» Data excerpts
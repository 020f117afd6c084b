mod registry;
pub mod routes;
pub mod state;

use anyhow::Result;
use axum::Router;
use tower_http::cors::{Any, CorsLayer};
use tower_http::trace::TraceLayer;

use crate::state::AppState;

pub fn create_router(state: AppState) -> Router {
    let cors = CorsLayer::new()
        .allow_origin(Any)
        .allow_methods(Any)
        .allow_headers(Any);

    Router::new()
        .nest("/api", routes::api_router())
        .layer(cors)
        .layer(TraceLayer::new_for_http())
        .with_state(state)
}

pub async fn serve(state: AppState, addr: &str) -> Result<()> {
    let app = create_router(state);
    let listener = tokio::net::TcpListener::bind(addr).await?;
    tracing::info!("conclave-server listening on {}", addr);
    axum::serve(listener, app).await?;
    Ok(())
}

» Directions
Each record shown above must be printed once more, exactly.

» The answer
repository 020f117afd6c084b
mod registry;
pub mod routes;
pub mod state;

use anyhow::Result;
use axum::Router;
use tower_http::cors::{Any, CorsLayer};
use tower_http::trace::TraceLayer;

use crate::state::AppState;

pub fn create_router(state: AppState) -> Router {
    let cors = CorsLayer::new()
        .allow_origin(Any)
        .allow_methods(Any)
        .allow_headers(Any);

    Router::new()
        .nest("/api", routes::api_router())
        .layer(cors)
        .layer(TraceLayer::new_for_http())
        .with_state(state)
}

pub async fn serve(state: AppState, addr: &str) -> Result<()> {
    let app = create_router(state);
    let listener = tokio::net::TcpListener::bind(addr).await?;
    tracing::info!("conclave-server listening on {}", addr);
    axum::serve(listener, app).await?;
    Ok(())
}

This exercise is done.